Panda La Terriere has written an interesting piece in the Spectator about whether Gen Z is turning against woke culture. Here’s an exerpt:
The other day, in a bar in London frequented by students of the infamously ‘woke’ Goldsmiths University, I met a young white cis-male who said that the English were to blame for his inherited trauma because of their historic oppression of the Irish. The only problem was, he wasn’t Irish – he was American and so were his parents and probably grandparents. “Pain lasts a long time,” he assured me.
What struck me about this encounter was not that it was typical of my Gen Z generation but that it was so obviously cringe-inducing – a sort of hackneyed pick-up line. Another student at the same bar – sporting an orange mullet and a thong as a T-shirt – tried to convince me my age was a social construct.
To me and many of my Gen Z peers, who were born after 1996, such talk feels increasingly silly: a millennial trend that’s got old and tired. The absurdity has become too glaring. If being distantly related to the Irish can engender self-compassion, could not my white Englishness be reframed as a form of victimhood? How can there be an end to oppression when the opportunities to be oppressed are so endless?
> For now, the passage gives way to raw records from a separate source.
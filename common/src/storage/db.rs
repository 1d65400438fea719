use crate::error::AppError;

use super::types::StoredObject;
use futures::Stream;
use std::{ops::Deref, sync::Arc};
use surrealdb::{
    engine::any::{connect, Any},
    opt::auth::Root,
    Error, Notification, Surreal,
};

#[derive(Clone)]
pub struct SurrealDbClient {
    pub client: Surreal<Any>,
}

pub trait ProvidesDb {
    fn db(&self) -> &Arc<SurrealDbClient>;
}

impl SurrealDbClient {
    /// Connect, sign in as root, and select the namespace/database.
    pub async fn new(
        address: &str,
        username: &str,
        password: &str,
        namespace: &str,
        database: &str,
    ) -> Result<Self, Error> {
        let db = connect(address).await?;

        db.signin(Root { username, password }).await?;
        db.use_ns(namespace).use_db(database).await?;

        Ok(SurrealDbClient { client: db })
    }

    pub async fn ensure_initialized(&self) -> Result<(), AppError> {
        self.build_indexes().await?;
        Ok(())
    }

    pub async fn build_indexes(&self) -> Result<(), Error> {
        self.client
            .query("DEFINE INDEX idx_dimension_name ON dimension FIELDS vtag_name UNIQUE")
            .await?;
        self.client
            .query("DEFINE INDEX idx_dimension_order ON dimension FIELDS order_index")
            .await?;
        self.client
            .query("DEFINE INDEX idx_rollup_date ON daily_rollup FIELDS stat_date UNIQUE")
            .await?;
        self.client
            .query("DEFINE INDEX idx_upload_payer ON upload_record FIELDS payer_account")
            .await?;
        Ok(())
    }

    pub async fn rebuild_indexes(&self) -> Result<(), Error> {
        self.client
            .query("REBUILD INDEX IF EXISTS idx_dimension_order ON dimension")
            .await?;
        Ok(())
    }

    pub async fn drop_table<T>(&self) -> Result<Vec<T>, Error>
    where
        T: StoredObject + Send + Sync + 'static,
    {
        self.client.delete(T::table_name()).await
    }

    /// Store an object, requires the struct to implement `StoredObject`.
    pub async fn store_item<T>(&self, item: T) -> Result<Option<T>, Error>
    where
        T: StoredObject + Send + Sync + 'static,
    {
        self.client
            .create((T::table_name(), item.get_id()))
            .content(item)
            .await
    }

    pub async fn get_all_stored_items<T>(&self) -> Result<Vec<T>, Error>
    where
        T: for<'de> StoredObject,
    {
        self.client.select(T::table_name()).await
    }

    pub async fn get_item<T>(&self, id: &str) -> Result<Option<T>, Error>
    where
        T: for<'de> StoredObject,
    {
        self.client.select((T::table_name(), id)).await
    }

    pub async fn delete_item<T>(&self, id: &str) -> Result<Option<T>, Error>
    where
        T: for<'de> StoredObject,
    {
        self.client.delete((T::table_name(), id)).await
    }

    /// Listen to a table for live updates, requires `StoredObject`.
    pub async fn listen<T>(
        &self,
    ) -> Result<impl Stream<Item = Result<Notification<T>, Error>>, Error>
    where
        T: for<'de> StoredObject + std::marker::Unpin,
    {
        self.client.select(T::table_name()).live().await
    }
}

impl Deref for SurrealDbClient {
    type Target = Surreal<Any>;

    fn deref(&self) -> &Self::Target {
        &self.client
    }
}

#[cfg(any(test, feature = "test-utils"))]
impl SurrealDbClient {
    /// In-memory client for testing.
    pub async fn memory(namespace: &str, database: &str) -> Result<Self, Error> {
        let db = connect("mem://").await?;

        db.use_ns(namespace).use_db(database).await?;

        Ok(SurrealDbClient { client: db })
    }
}

#[cfg(test)]
mod tests {
    use crate::stored_object;

    use super::*;
    use chrono::Utc;
    use uuid::Uuid;

    stored_object!(Dummy, "dummy", {
        name: String
    });

    #[tokio::test]
    async fn test_initialization_and_crud() {
        let namespace = "test_ns";
        let database = &Uuid::new_v4().to_string();
        let db = SurrealDbClient::memory(namespace, database)
            .await
            .expect("Failed to start in-memory surrealdb");

        db.ensure_initialized()
            .await
            .expect("Failed to initialize schema");

        let dummy = Dummy {
            id: "abc".to_string(),
            name: "first".to_string(),
            created_at: Utc::now(),
            updated_at: Utc::now(),
        };

        let stored = db
            .store_item(dummy.clone())
            .await
            .expect("Failed to store");
        assert!(stored.is_some());

        let fetched = db
            .get_item::<Dummy>(&dummy.id)
            .await
            .expect("Failed to fetch");
        assert_eq!(fetched, Some(dummy.clone()));

        let all = db
            .get_all_stored_items::<Dummy>()
            .await
            .expect("Failed to fetch all");
        assert!(all.contains(&dummy));

        let deleted = db
            .delete_item::<Dummy>(&dummy.id)
            .await
            .expect("Failed to delete");
        assert_eq!(deleted, Some(dummy));

        let fetch_post = db
            .get_item::<Dummy>("abc")
            .await
            .expect("Failed fetch post delete");
        assert!(fetch_post.is_none());
    }

    #[tokio::test]
    async fn test_build_indexes() {
        let namespace = "test_ns";
        let database = &Uuid::new_v4().to_string();
        let db = SurrealDbClient::memory(namespace, database)
            .await
            .expect("Failed to start in-memory surrealdb");

        db.build_indexes().await.expect("Failed to build indexes");
    }
}
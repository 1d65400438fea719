#![allow(clippy::missing_docs_in_private_items)]
pub mod context;
pub mod dsl;
pub mod index;
pub mod resolver;

pub use context::{column_index_map, extract_tag_context, pad_account_id, MappedResource};
pub use dsl::DslError;
pub use index::{build_indexes, CompiledDimension};
pub use resolver::{map_resource, resolve};
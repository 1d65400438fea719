use api_state::ApiState;
use axum::{
    extract::FromRef,
    routing::{get, post},
    Router,
};
use routes::{
    liveness::live,
    readiness::ready,
    sync::{
        cancel_sync, start_month_sync, start_range_sync, start_week_sync, sync_progress,
        sync_stream,
    },
    uploads::upload_status,
};

pub mod api_state;
pub mod error;
mod routes;

/// Router for API functionality, version 1.
pub fn api_routes_v1<S>(_app_state: &ApiState) -> Router<S>
where
    S: Clone + Send + Sync + 'static,
    ApiState: FromRef<S>,
{
    let public = Router::new()
        .route("/ready", get(ready))
        .route("/live", get(live));

    let sync = Router::new()
        .route("/sync/week", post(start_week_sync))
        .route("/sync/month", post(start_month_sync))
        .route("/sync/range", post(start_range_sync))
        .route("/sync/cancel", post(cancel_sync))
        .route("/sync/progress", get(sync_progress))
        .route("/sync/stream", get(sync_stream))
        .route("/uploads/{upload_id}/status", get(upload_status));

    public.merge(sync)
}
We feel as if we’ve run into a mental wall, and the whole woke business is running out of road. ‘Intersectionality’ – the academic word for the game of victimhood top-trumps which has dominated our discourse for so long – seems to have metastasised so much it makes no sense to anyone. New neurodiversities, new genders, new sexual orientations, new disadvantages are spawned every day.
She goes on to say that while Millennials were able to extract some cynical advantage from wokeness, Gen Z find themselves bumping up against the cold hard reality of the cost of living.
Millennials, such as Styles (and the other Harry, HRH, for that matter), were able to popularise and profit from woke. We, on the other hand, have gone further, turned it into a cultural revolution and traumatised ourselves. Fast-forward a few years and most of the older Zs find themselves disenfranchised within the movement. Many of them, having just flown the nest in an increasingly expensive world, are experiencing that one setback that the religion of woke won’t let them build a self-soothing identity out of, namely a shortage of cash.
To the outside observer it has always seemed that Gen Z are a mixture of the extremely woke, and the extremely ‘based’. La Terriere seems to confirm this.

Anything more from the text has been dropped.